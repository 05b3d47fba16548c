//! The built-in writer instructors.

use trellis_reflect::Reflect;
use trellis_reflect::info::{DynamicTyped, ScalarForm, TypeInfo};
use trellis_reflect::ops::{ReflectList, ReflectMap, ReflectRef, ReflectStruct};

use crate::config::TypeMetadataMode;
use crate::describe::ValueReader;
use crate::engine::Engine;
use crate::error::SerializeError;
use crate::meta::{ID_KEY, REF_KEY, RefDecision, TYPE_KEY, VALUES_KEY, wants_discriminator};
use crate::ser::{WriteCx, WriteInstructor};

// -----------------------------------------------------------------------------
// Shared body writers

/// The leading metadata of one complex body.
pub(crate) struct MetaHeader {
    pub id: Option<u64>,
    pub type_name: Option<String>,
}

/// Writes an object body: metadata keys first, then each member through
/// its value reader, comma-separating all but the last.
pub(crate) fn write_struct_body(
    cx: &mut WriteCx<'_>,
    strct: &dyn ReflectStruct,
    readers: &[ValueReader],
    header: MetaHeader,
) -> Result<(), SerializeError> {
    cx.writer.begin_object()?;
    let mut first = true;

    if let Some(id) = header.id {
        cx.writer.key(ID_KEY, false)?;
        cx.writer.pair_delimiter()?;
        cx.writer.string(&id.to_string())?;
        first = false;
    }
    if let Some(type_name) = &header.type_name {
        if !first {
            cx.writer.value_delimiter()?;
        }
        cx.writer.key(TYPE_KEY, false)?;
        cx.writer.pair_delimiter()?;
        cx.writer.string(type_name)?;
        first = false;
    }

    for reader in readers {
        if !first {
            cx.writer.value_delimiter()?;
        }
        first = false;
        cx.writer.key(reader.wire_name, true)?;
        cx.writer.pair_delimiter()?;
        let member = strct
            .field(reader.field_name)
            .expect("value readers name existing fields");
        cx.write_value(member)?;
    }

    cx.writer.end_object()
}

/// Writes a bare array body.
pub(crate) fn write_list_body(
    cx: &mut WriteCx<'_>,
    list: &dyn ReflectList,
) -> Result<(), SerializeError> {
    cx.writer.begin_array()?;
    for index in 0..list.element_len() {
        if index > 0 {
            cx.writer.value_delimiter()?;
        }
        let element = list.element(index).expect("indexed within len");
        cx.write_value(element)?;
    }
    cx.writer.end_array()
}

/// Writes a map as an object, keys through the leaf key codecs.
pub(crate) fn write_map_body(
    cx: &mut WriteCx<'_>,
    map: &dyn ReflectMap,
    id: Option<u64>,
) -> Result<(), SerializeError> {
    cx.writer.begin_object()?;
    let mut first = true;

    if let Some(id) = id {
        cx.writer.key(ID_KEY, false)?;
        cx.writer.pair_delimiter()?;
        cx.writer.string(&id.to_string())?;
        first = false;
    }

    for index in 0..map.entry_len() {
        let (key, value) = map.entry_at(index).expect("indexed within len");
        if !first {
            cx.writer.value_delimiter()?;
        }
        first = false;

        let key_info = key.reflect_type_info();
        let leaf = key_info
            .as_leaf()
            .ok_or(SerializeError::UnsupportedKey {
                type_path: key_info.type_path(),
            })?;
        match leaf.encode_key(key) {
            Some(form) => {
                let form = form.map_err(|source| SerializeError::Leaf {
                    type_path: key_info.type_path(),
                    source,
                })?;
                cx.writer.key(&form.text, form.normalize)?;
            }
            // No key codec: fall back to the scalar's default string
            // form.
            None => {
                let form = leaf.format(key).map_err(|source| SerializeError::Leaf {
                    type_path: key_info.type_path(),
                    source,
                })?;
                let text = match form {
                    ScalarForm::Text(text) | ScalarForm::Number(text) => text,
                    ScalarForm::Bool(value) => value.to_string(),
                };
                cx.writer.key(&text, false)?;
            }
        }
        cx.writer.pair_delimiter()?;
        cx.write_value(value)?;
    }

    cx.writer.end_object()
}

// -----------------------------------------------------------------------------
// Leaf / enum / optional

/// Scalars through the leaf codecs.
pub(crate) struct LeafInstructor;

impl WriteInstructor for LeafInstructor {
    fn accepts(&self, info: &'static TypeInfo, _engine: &Engine) -> bool {
        info.as_leaf().is_some()
    }

    fn write(
        &self,
        cx: &mut WriteCx<'_>,
        value: &dyn Reflect,
        info: &'static TypeInfo,
    ) -> Result<(), SerializeError> {
        let leaf = info.as_leaf().expect("accepted leaf value");
        let form = leaf.format(value).map_err(|source| SerializeError::Leaf {
            type_path: info.type_path(),
            source,
        })?;
        match form {
            ScalarForm::Bool(true) => cx.writer.primitive("true"),
            ScalarForm::Bool(false) => cx.writer.primitive("false"),
            ScalarForm::Number(text) => cx.writer.primitive(&text),
            ScalarForm::Text(text) => cx.writer.string(&text),
        }
    }
}

/// Fieldless enums as their variant name.
pub(crate) struct EnumInstructor;

impl WriteInstructor for EnumInstructor {
    fn accepts(&self, info: &'static TypeInfo, _engine: &Engine) -> bool {
        info.as_enum().is_some()
    }

    fn write(
        &self,
        cx: &mut WriteCx<'_>,
        value: &dyn Reflect,
        _info: &'static TypeInfo,
    ) -> Result<(), SerializeError> {
        match value.reflect_ref() {
            ReflectRef::Enum(value) => cx.writer.string(value.variant_name()),
            _ => unreachable!("accepted enum value"),
        }
    }
}

/// `None` as null, `Some` transparently.
pub(crate) struct OptionalInstructor;

impl WriteInstructor for OptionalInstructor {
    fn accepts(&self, info: &'static TypeInfo, _engine: &Engine) -> bool {
        info.as_optional().is_some()
    }

    fn write(
        &self,
        cx: &mut WriteCx<'_>,
        value: &dyn Reflect,
        _info: &'static TypeInfo,
    ) -> Result<(), SerializeError> {
        match value.reflect_ref() {
            ReflectRef::Optional(optional) => match optional.inner() {
                Some(inner) => cx.write_value(inner),
                None => cx.writer.null(),
            },
            _ => unreachable!("accepted optional value"),
        }
    }
}

// -----------------------------------------------------------------------------
// Containers

/// Bare arrays.
pub(crate) struct ListInstructor;

impl WriteInstructor for ListInstructor {
    fn accepts(&self, info: &'static TypeInfo, _engine: &Engine) -> bool {
        info.as_list().is_some()
    }

    fn write(
        &self,
        cx: &mut WriteCx<'_>,
        value: &dyn Reflect,
        _info: &'static TypeInfo,
    ) -> Result<(), SerializeError> {
        match value.reflect_ref() {
            ReflectRef::List(list) => write_list_body(cx, list),
            _ => unreachable!("accepted list value"),
        }
    }
}

/// Dictionaries, stamped with an id while preservation is on.
pub(crate) struct MapInstructor;

impl WriteInstructor for MapInstructor {
    fn accepts(&self, info: &'static TypeInfo, _engine: &Engine) -> bool {
        info.as_map().is_some()
    }

    fn write(
        &self,
        cx: &mut WriteCx<'_>,
        value: &dyn Reflect,
        _info: &'static TypeInfo,
    ) -> Result<(), SerializeError> {
        let id = cx
            .engine
            .config()
            .preserve_references
            .then(|| cx.session.fresh_id());
        match value.reflect_ref() {
            ReflectRef::Map(map) => write_map_body(cx, map, id),
            _ => unreachable!("accepted map value"),
        }
    }
}

// -----------------------------------------------------------------------------
// Complex / rule

/// The generic complex-object instructor.
pub(crate) struct ComplexInstructor;

impl WriteInstructor for ComplexInstructor {
    fn accepts(&self, info: &'static TypeInfo, _engine: &Engine) -> bool {
        info.as_struct().is_some()
    }

    fn write(
        &self,
        cx: &mut WriteCx<'_>,
        value: &dyn Reflect,
        info: &'static TypeInfo,
    ) -> Result<(), SerializeError> {
        let strct = match value.reflect_ref() {
            ReflectRef::Struct(strct) => strct,
            _ => unreachable!("accepted struct value"),
        };
        let readers = cx.engine.readers_for(info.as_struct().expect("struct info"));
        let header = plain_header(cx, info);
        write_struct_body(cx, strct, &readers, header)
    }
}

/// A user rule: the pre-filtered reader list for one type.
pub(crate) struct RuleInstructor;

impl WriteInstructor for RuleInstructor {
    fn accepts(&self, info: &'static TypeInfo, engine: &Engine) -> bool {
        info.as_struct().is_some() && engine.has_rule(info.type_id())
    }

    fn write(
        &self,
        cx: &mut WriteCx<'_>,
        value: &dyn Reflect,
        info: &'static TypeInfo,
    ) -> Result<(), SerializeError> {
        let strct = match value.reflect_ref() {
            ReflectRef::Struct(strct) => strct,
            _ => unreachable!("accepted struct value"),
        };
        let readers = cx
            .engine
            .effective_readers(info.as_struct().expect("struct info"));
        let header = plain_header(cx, info);
        write_struct_body(cx, strct, &readers, header)
    }
}

fn plain_header(cx: &mut WriteCx<'_>, info: &'static TypeInfo) -> MetaHeader {
    let config = cx.engine.config();
    let id = config.preserve_references.then(|| cx.session.fresh_id());
    let type_name = wants_discriminator(config.type_metadata, false, info)
        .then(|| cx.engine.type_name_for(info));
    MetaHeader { id, type_name }
}

// -----------------------------------------------------------------------------
// Dynamic

/// Dynamic slots: unwrap and force a discriminator onto the payload.
pub(crate) struct DynamicInstructor;

impl WriteInstructor for DynamicInstructor {
    fn accepts(&self, info: &'static TypeInfo, _engine: &Engine) -> bool {
        info.as_dynamic().is_some()
    }

    fn write(
        &self,
        cx: &mut WriteCx<'_>,
        value: &dyn Reflect,
        _info: &'static TypeInfo,
    ) -> Result<(), SerializeError> {
        let payload = match value.reflect_ref() {
            ReflectRef::Dynamic(payload) => payload,
            _ => unreachable!("accepted dynamic value"),
        };
        let payload_info = payload.reflect_type_info();
        write_discriminated(cx, payload, payload_info, None)
    }
}

/// Writes a payload whose concrete type must travel with it.
fn write_discriminated(
    cx: &mut WriteCx<'_>,
    payload: &dyn Reflect,
    payload_info: &'static TypeInfo,
    id_override: Option<u64>,
) -> Result<(), SerializeError> {
    let strct = match payload.reflect_ref() {
        ReflectRef::Struct(strct) => strct,
        _ => {
            return Err(SerializeError::UnsupportedDynamic {
                type_path: payload_info.type_path(),
            });
        }
    };
    let config = cx.engine.config();
    let id = id_override.or_else(|| config.preserve_references.then(|| cx.session.fresh_id()));
    let type_name = (config.type_metadata != TypeMetadataMode::Off)
        .then(|| cx.engine.type_name_for(payload_info));
    let readers = cx
        .engine
        .effective_readers(payload_info.as_struct().expect("struct payload"));
    write_struct_body(cx, strct, &readers, MetaHeader { id, type_name })
}

// -----------------------------------------------------------------------------
// Shared

/// Identity handles: the entry point into the reference-preservation
/// protocol.
pub(crate) struct SharedInstructor;

impl WriteInstructor for SharedInstructor {
    fn accepts(&self, info: &'static TypeInfo, _engine: &Engine) -> bool {
        info.as_shared().is_some()
    }

    fn write(
        &self,
        cx: &mut WriteCx<'_>,
        value: &dyn Reflect,
        _info: &'static TypeInfo,
    ) -> Result<(), SerializeError> {
        let shared = match value.reflect_ref() {
            ReflectRef::Shared(shared) => shared,
            _ => unreachable!("accepted shared value"),
        };
        let inner = shared.borrow_inner();
        let inner_info = inner.reflect_type_info();

        // Scalar handles serialize transparently; nothing can reference
        // a value with no body to suppress.
        if matches!(
            inner_info,
            TypeInfo::Leaf(_) | TypeInfo::Enum(_) | TypeInfo::Optional(_)
        ) {
            return cx.write_value(&*inner);
        }

        let preserve = cx.engine.config().preserve_references;
        let id = match cx.session.enter_shared(shared.identity(), preserve) {
            RefDecision::Reference(id) => {
                // Already written in this call: reference node only.
                cx.writer.begin_object()?;
                cx.writer.key(REF_KEY, false)?;
                cx.writer.pair_delimiter()?;
                cx.writer.string(&id.to_string())?;
                return cx.writer.end_object();
            }
            RefDecision::Body { id } => id,
        };

        match inner.reflect_ref() {
            ReflectRef::Struct(strct) => {
                let config = cx.engine.config();
                let type_name = wants_discriminator(config.type_metadata, false, inner_info)
                    .then(|| cx.engine.type_name_for(inner_info));
                let readers = cx
                    .engine
                    .effective_readers(inner_info.as_struct().expect("struct info"));
                write_struct_body(cx, strct, &readers, MetaHeader { id, type_name })
            }
            ReflectRef::Dynamic(payload) => {
                let payload_info = payload.reflect_type_info();
                write_discriminated(cx, payload, payload_info, id)
            }
            ReflectRef::Map(map) => write_map_body(cx, map, id),
            ReflectRef::List(list) => match id {
                // Identity on a collection takes the `$values` envelope.
                Some(id) => {
                    cx.writer.begin_object()?;
                    cx.writer.key(ID_KEY, false)?;
                    cx.writer.pair_delimiter()?;
                    cx.writer.string(&id.to_string())?;
                    cx.writer.value_delimiter()?;
                    cx.writer.key(VALUES_KEY, false)?;
                    cx.writer.pair_delimiter()?;
                    write_list_body(cx, list)?;
                    cx.writer.end_object()
                }
                None => write_list_body(cx, list),
            },
            _ => unreachable!("scalar kinds handled above"),
        }
    }
}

Requirement.
Above are some records. Copy each of their lines that holds the string "SharedInstructor".

Answer space.
pub(crate) struct SharedInstructor;
impl WriteInstructor for SharedInstructor {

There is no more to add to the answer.